Успел батька Аввакум с письмами. Капитан Лишуков сначала вроде бы не спешил со строгостями, да вдруг в единочасье поменял охрану и приказал возить расколоучителей в избу, где стал постоем. Допросы вёл долгие, дотошные. Однако ж без пыток.

Платье на капитане было нового образца, куцее, узкое, руки наружу торчат.

   – Узнал я тебя! – сказал Аввакум Лишукову, творя крестное знамение.

   – Вроде бы не приходилось нам прежде видеться! – удивлялся капитан.

   – Знавал я, знавал куцехвостых! Во снах являлись, грудь давили.

   – Уж не за беса ли ты меня принимаешь?

   – Ты говоришь!

Лишуков засмеялся:

   – Много же в тебе дури, протопоп.

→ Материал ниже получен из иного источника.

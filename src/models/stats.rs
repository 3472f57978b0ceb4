use super::label::{Disposition, Severity};
use serde::Serialize;
use std::collections::BTreeMap;
use std::fmt;
use std::path::PathBuf;

/// Severity and disposition histograms shared by every bucket
#[derive(Debug, Clone, Default, PartialEq, Serialize)]
pub struct Breakdown {
    pub total: usize,
    pub by_severity: BTreeMap<Severity, usize>,
    pub by_disposition: BTreeMap<Disposition, usize>,
}

impl Breakdown {
    pub fn record(&mut self, severity: &Severity, disposition: &Disposition) {
        self.total += 1;
        *self.by_severity.entry(severity.clone()).or_insert(0) += 1;
        *self.by_disposition.entry(disposition.clone()).or_insert(0) += 1;
    }

    pub fn severity_count(&self, severity: &Severity) -> usize {
        self.by_severity.get(severity).copied().unwrap_or(0)
    }

    pub fn disposition_count(&self, disposition: &Disposition) -> usize {
        self.by_disposition.get(disposition).copied().unwrap_or(0)
    }

    /// Incorporated findings over all findings that are not N/A.
    ///
    /// Returns `(incorporated, counted, percent)`, or `None` when every
    /// finding is N/A.
    pub fn incorporation_rate(&self) -> Option<(usize, usize, f64)> {
        let counted = self.total - self.disposition_count(&Disposition::NotApplicable);
        if counted == 0 {
            return None;
        }
        let incorporated = self.disposition_count(&Disposition::Incorporated);
        Some((
            incorporated,
            counted,
            incorporated as f64 / counted as f64 * 100.0,
        ))
    }
}

/// Per-round rollup
#[derive(Debug, Clone, Default, PartialEq, Serialize)]
pub struct RoundStats {
    #[serde(flatten)]
    pub breakdown: Breakdown,
    /// Contributing files and their finding counts
    pub files: BTreeMap<PathBuf, usize>,
}

/// Per-file rollup
#[derive(Debug, Clone, Default, PartialEq, Serialize)]
pub struct FileStats {
    #[serde(flatten)]
    pub breakdown: Breakdown,
    pub by_round: BTreeMap<u64, usize>,
}

/// Direction of a round-over-round change
#[derive(Debug, Clone, Copy, PartialEq, Eq, Serialize)]
#[serde(rename_all = "lowercase")]
pub enum TrendDirection {
    Up,
    Down,
}

/// Percentage change in total findings relative to the previous round
#[derive(Debug, Clone, Copy, PartialEq, Serialize)]
pub struct Trend {
    pub direction: TrendDirection,
    /// Absolute magnitude in percent
    pub percent: f64,
}

impl Trend {
    /// Compute the change from `previous` to `current`.
    ///
    /// A zero previous total has no meaningful percentage and yields `None`.
    /// Non-positive changes are reported as `Down`.
    pub fn between(previous: usize, current: usize) -> Option<Trend> {
        if previous == 0 {
            return None;
        }
        let change = (current as f64 - previous as f64) / previous as f64 * 100.0;
        let direction = if change <= 0.0 {
            TrendDirection::Down
        } else {
            TrendDirection::Up
        };
        Some(Trend {
            direction,
            percent: change.abs(),
        })
    }
}

impl fmt::Display for Trend {
    fn fmt(&self, f: &mut fmt::Formatter<'_>) -> fmt::Result {
        let arrow = match self.direction {
            TrendDirection::Up => '\u{2191}',
            TrendDirection::Down => '\u{2193}',
        };
        write!(f, "{}{:.0}%", arrow, self.percent)
    }
}

/// One entry of the convergence series
#[derive(Debug, Clone, PartialEq, Serialize)]
pub struct ConvergencePoint {
    pub round: u64,
    pub total: usize,
    pub incorporated: usize,
    pub not_incorporated: usize,
    pub deferred: usize,
    pub not_applicable: usize,
    /// `None` for the first round or after an empty round
    pub trend: Option<Trend>,
}

/// Everything derived from one aggregation run
#[derive(Debug, Clone, Default, PartialEq, Serialize)]
pub struct AggregateStats {
    pub overall: Breakdown,
    pub per_round: BTreeMap<u64, RoundStats>,
    pub per_file: BTreeMap<PathBuf, FileStats>,
    /// Ordered by ascending round
    pub convergence: Vec<ConvergencePoint>,
}

impl AggregateStats {
    pub fn is_empty(&self) -> bool {
        self.overall.total == 0
    }

    /// Observed rounds in ascending order
    pub fn rounds(&self) -> impl Iterator<Item = u64> + '_ {
        self.per_round.keys().copied()
    }
}
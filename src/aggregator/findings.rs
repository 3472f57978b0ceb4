use crate::models::{Disposition, DispositionTable, Finding, Severity};
use crate::parser::{find_disposition_tables, read_document, ColumnMap, InputError};
use std::path::Path;

/// Resolve a table's round against the per-file implicit round counter.
///
/// `next_unlabeled` is the number the next unlabeled table receives (starts
/// at 1). Returns the resolved round and the updated counter, which always
/// stays above every round seen so far in the file.
pub fn assign_round(next_unlabeled: u64, labeled: Option<u64>) -> (u64, u64) {
    let round = labeled.unwrap_or(next_unlabeled);
    (round, next_unlabeled.max(round.saturating_add(1)))
}

/// Turn one document's tables into findings.
///
/// Headerless tables and tables without Severity/Disposition columns are
/// skipped. Rows whose cell count differs from the header are dropped.
pub fn findings_from_tables(file: &Path, tables: &[DispositionTable]) -> Vec<Finding> {
    let mut findings = Vec::new();
    let mut next_unlabeled = 1;

    for table in tables {
        if table.is_headerless() {
            continue;
        }

        let columns = ColumnMap::resolve(&table.header_cells);
        let Some((severity_idx, disposition_idx)) = columns.mandatory() else {
            tracing::warn!(
                file = %file.display(),
                line = table.heading_line,
                "skipping disposition table without Severity/Disposition columns"
            );
            continue;
        };

        let (round, next) = assign_round(next_unlabeled, table.round);
        next_unlabeled = next;

        for row in &table.rows {
            if row.cells.len() != table.column_count() {
                tracing::trace!(
                    file = %file.display(),
                    line = row.line,
                    "dropping malformed row"
                );
                continue;
            }

            let cell = |idx: Option<usize>| idx.map(|i| row.cells[i].clone());
            let severity_raw = row.cells[severity_idx].trim().to_string();
            let disposition_raw = row.cells[disposition_idx].trim().to_string();

            findings.push(Finding {
                file: file.to_path_buf(),
                round,
                finding_id: cell(columns.finding_id),
                reviewer: cell(columns.reviewer),
                severity: Severity::normalize(&severity_raw),
                severity_raw,
                summary: cell(columns.summary),
                disposition: Disposition::normalize(&disposition_raw),
                disposition_raw,
                notes: cell(columns.notes),
            });
        }
    }

    findings
}

/// Parse one document's text into findings, attributed to `file`
pub fn document_findings(file: &Path, content: &str) -> Vec<Finding> {
    let tables = find_disposition_tables(content);
    findings_from_tables(file, &tables)
}

/// Read one file and extract its findings
pub fn parse_file_findings(path: &Path) -> Result<Vec<Finding>, InputError> {
    let content = read_document(path)?;
    Ok(document_findings(path, &content))
}

#[cfg(test)]
mod tests {
    use super::*;

    fn findings(content: &str) -> Vec<Finding> {
        document_findings(Path::new("plan.md"), content)
    }

    #[test]
    fn test_assign_round() {
        assert_eq!(assign_round(1, None), (1, 2));
        assert_eq!(assign_round(2, None), (2, 3));
        assert_eq!(assign_round(1, Some(5)), (5, 6));
        assert_eq!(assign_round(6, Some(2)), (2, 6));
        assert_eq!(assign_round(1, Some(u64::MAX)), (u64::MAX, u64::MAX));
    }

    #[test]
    fn test_full_finding() {
        let content = "## Round 2 Review Disposition\n| Finding ID | Reviewer | Severity | Summary | Disposition | Notes |\n|---|---|---|---|---|---|\n| F1 | alice | P0/Blocker | Race in init | Incorporated (Option B) | fixed |\n";
        let found = findings(content);
        assert_eq!(found.len(), 1);

        let finding = &found[0];
        assert_eq!(finding.round, 2);
        assert_eq!(finding.finding_id.as_deref(), Some("F1"));
        assert_eq!(finding.reviewer.as_deref(), Some("alice"));
        assert_eq!(finding.severity, Severity::P0);
        assert_eq!(finding.severity_raw, "P0/Blocker");
        assert_eq!(finding.summary.as_deref(), Some("Race in init"));
        assert_eq!(finding.disposition, Disposition::Incorporated);
        assert_eq!(finding.disposition_raw, "Incorporated (Option B)");
        assert_eq!(finding.notes.as_deref(), Some("fixed"));
    }

    #[test]
    fn test_optional_columns_absent() {
        let found = findings("## Review Disposition\n| Severity | Disposition |\n|---|---|\n| High | Deferred |\n");
        assert_eq!(found.len(), 1);
        assert!(found[0].finding_id.is_none());
        assert!(found[0].reviewer.is_none());
        assert!(found[0].summary.is_none());
        assert!(found[0].notes.is_none());
        assert_eq!(found[0].round, 1);
    }

    #[test]
    fn test_unrecognized_values_kept_raw() {
        let found = findings("## Review Disposition\n| Severity | Disposition |\n|---|---|\n| Severe | Rejected |\n");
        assert_eq!(found[0].severity, Severity::Other("Severe".to_string()));
        assert_eq!(found[0].disposition, Disposition::Other("Rejected".to_string()));
    }

    #[test]
    fn test_malformed_rows_dropped() {
        let content = "## Review Disposition\n| Finding | Severity | Disposition |\n|---|---|---|\n| F1 | P0 |\n| F2 | P1 | Deferred |\n| F3 | P2 | Deferred | extra |\n";
        let found = findings(content);
        assert_eq!(found.len(), 1);
        assert_eq!(found[0].finding_id.as_deref(), Some("F2"));
    }

    #[test]
    fn test_headerless_and_unusable_tables_skipped() {
        let content = "## Round 1 Review Disposition\nNo findings.\n\n## Round 2 Review Disposition\n| Finding | Severity |\n|---|---|\n| F1 | P0 |\n";
        assert!(findings(content).is_empty());
    }

    #[test]
    fn test_unlabeled_rounds_increase() {
        let content = "## Review Disposition\n| Severity | Disposition |\n|---|---|\n| P0 | Incorporated |\n\n## Review Disposition\n| Severity | Disposition |\n|---|---|\n| P1 | Incorporated |\n";
        let rounds: Vec<u64> = findings(content).iter().map(|f| f.round).collect();
        assert_eq!(rounds, vec![1, 2]);
    }

    #[test]
    fn test_unlabeled_after_labeled() {
        let content = "## Round 3 Review Disposition\n| Severity | Disposition |\n|---|---|\n| P0 | Incorporated |\n\n## Review Disposition\n| Severity | Disposition |\n|---|---|\n| P1 | Incorporated |\n\n## Round 1 Review Disposition\n| Severity | Disposition |\n|---|---|\n| P2 | Deferred |\n\n## Review Disposition\n| Severity | Disposition |\n|---|---|\n| P3 | Deferred |\n";
        let rounds: Vec<u64> = findings(content).iter().map(|f| f.round).collect();
        assert_eq!(rounds, vec![3, 4, 1, 5]);
    }

    #[test]
    fn test_large_labeled_round_is_kept() {
        let content = "## Round 99999999999 Review Disposition\n| Severity | Disposition |\n|---|---|\n| P0 | Incorporated |\n\n## Review Disposition\n| Severity | Disposition |\n|---|---|\n| P1 | Deferred |\n";
        let rounds: Vec<u64> = findings(content).iter().map(|f| f.round).collect();
        assert_eq!(rounds, vec![99_999_999_999, 100_000_000_000]);
    }

    #[test]
    fn test_heading_directly_after_heading_is_skipped() {
        let content = "## Round 2 Review Disposition\n## Round 3 Review Disposition\n| Severity | Disposition |\n|---|---|\n| P0 | Incorporated |\n\n## Review Disposition\n| Severity | Disposition |\n|---|---|\n| P1 | Deferred |\n";
        let tables = find_disposition_tables(content);
        assert_eq!(tables.len(), 2);
        assert!(tables[0].is_headerless());
        assert_eq!(tables[0].round, Some(2));

        let found = findings(content);
        assert_eq!(found.len(), 1);
        assert_eq!(found[0].severity, Severity::P1);
        assert_eq!(found[0].round, 1);
    }

    #[test]
    fn test_parse_missing_file() {
        let err = parse_file_findings(Path::new("/definitely/not/here.md")).unwrap_err();
        assert!(matches!(err, InputError::NotFound(_)));
    }
}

Ишь, с Богом себя равняешь.

Аввакум снова перекрестился:

   – Аз есмь червь.

   – Признавайся, твои мерзопакостные грамотки в Москве с Ивана Великого кидали?

   – С Ивана Великого? Экая честь! А что за грамотки?

   – Ты не увиливай! Злохульные! Поносящие скверными словами царя, патриархов, святых архиереев.

   – Нашёл святых. Те, что писаны о прислужнике антихриста, о Никоне – мои. О восточных приблудных патриархах – мои. О царях, умишком скудных, – так тоже мои.

   – Признаешь?! Не под пыткою?! Спроста?! – Капитан даже растерялся.

   – Се цари, патриархи, митрополиты – насланы на Святую Русь православному народу во искушение и на погибель. Кто им покланяется – тот Богу враг. Для нас же, чад Христосовых – есть три царя, и все на небесах. Есть и служители, поющие Троице славу, сё тоже на небесах, да в чащобах лесных, где звери живут, да в тюрьмах, гладом убиваемые.

   – Не от голода умереть тебе суждено, неистовый человек.

   – Что Бог присудит, тому и быть.

   – Не Господь, а великий государь Фёдор Алексеевич указал мне сделать сыск о тебе и твоих товарищах и, коли вина откроется, повелел сжечь вас, всех четверых, в срубах.

Аввакум в лице не переменился, но голосом ослабел.

   – Вот и венец нашим мукам, – поклонился Лишукову, к лицу его придвинулся. – Гей, горемыка! Велик жёрнов отягчит твою совесть. Да уж открою тебе сокровеннейшее: убивая нас – убьёшь своего царя. Сначала мы, через две недели – он. Сему же месту, где пепел наш развеется, быть пусту, непролазной травой порастёт.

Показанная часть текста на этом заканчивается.